**The task**
Using the string "Database" as the key, pull each matching line out of the records below.

**Input material**
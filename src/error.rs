// file: src/error.rs
// description: Custom error types and result type aliases
// reference: https://docs.rs/thiserror

use std::path::PathBuf;
use thiserror::Error;

pub type Result<T> = std::result::Result<T, IngestError>;

#[derive(Error, Debug)]
pub enum IngestError {
    #[error("Configuration error: {0}")]
    Config(String),

    #[error("File operation failed for {path}: {source}")]
    FileOperation {
        path: PathBuf,
        source: std::io::Error,
    },

    #[error("Extraction failed for {resource}: {message}")]
    Extraction { resource: String, message: String },

    #[error("Unsupported content type: {0}")]
    UnsupportedType(String),

    #[error("Database error: {0}")]
    Database(#[from] sqlx::Error),

    #[error("Row decode error in column {column}: {message}")]
    RowDecode { column: String, message: String },

    #[error("Search index error: {0}")]
    Index(String),

    #[error("Validation error: {0}")]
    Validation(String),
}

impl IngestError {
    pub fn extraction(resource: impl Into<String>, message: impl Into<String>) -> Self {
        Self::Extraction {
            resource: resource.into(),
            message: message.into(),
        }
    }

    pub fn file_operation(path: impl Into<PathBuf>, source: std::io::Error) -> Self {
        Self::FileOperation {
            path: path.into(),
            source,
        }
    }
}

**Final answer**
    #[error("Database error: {0}")]
    Database(#[from] sqlx::Error),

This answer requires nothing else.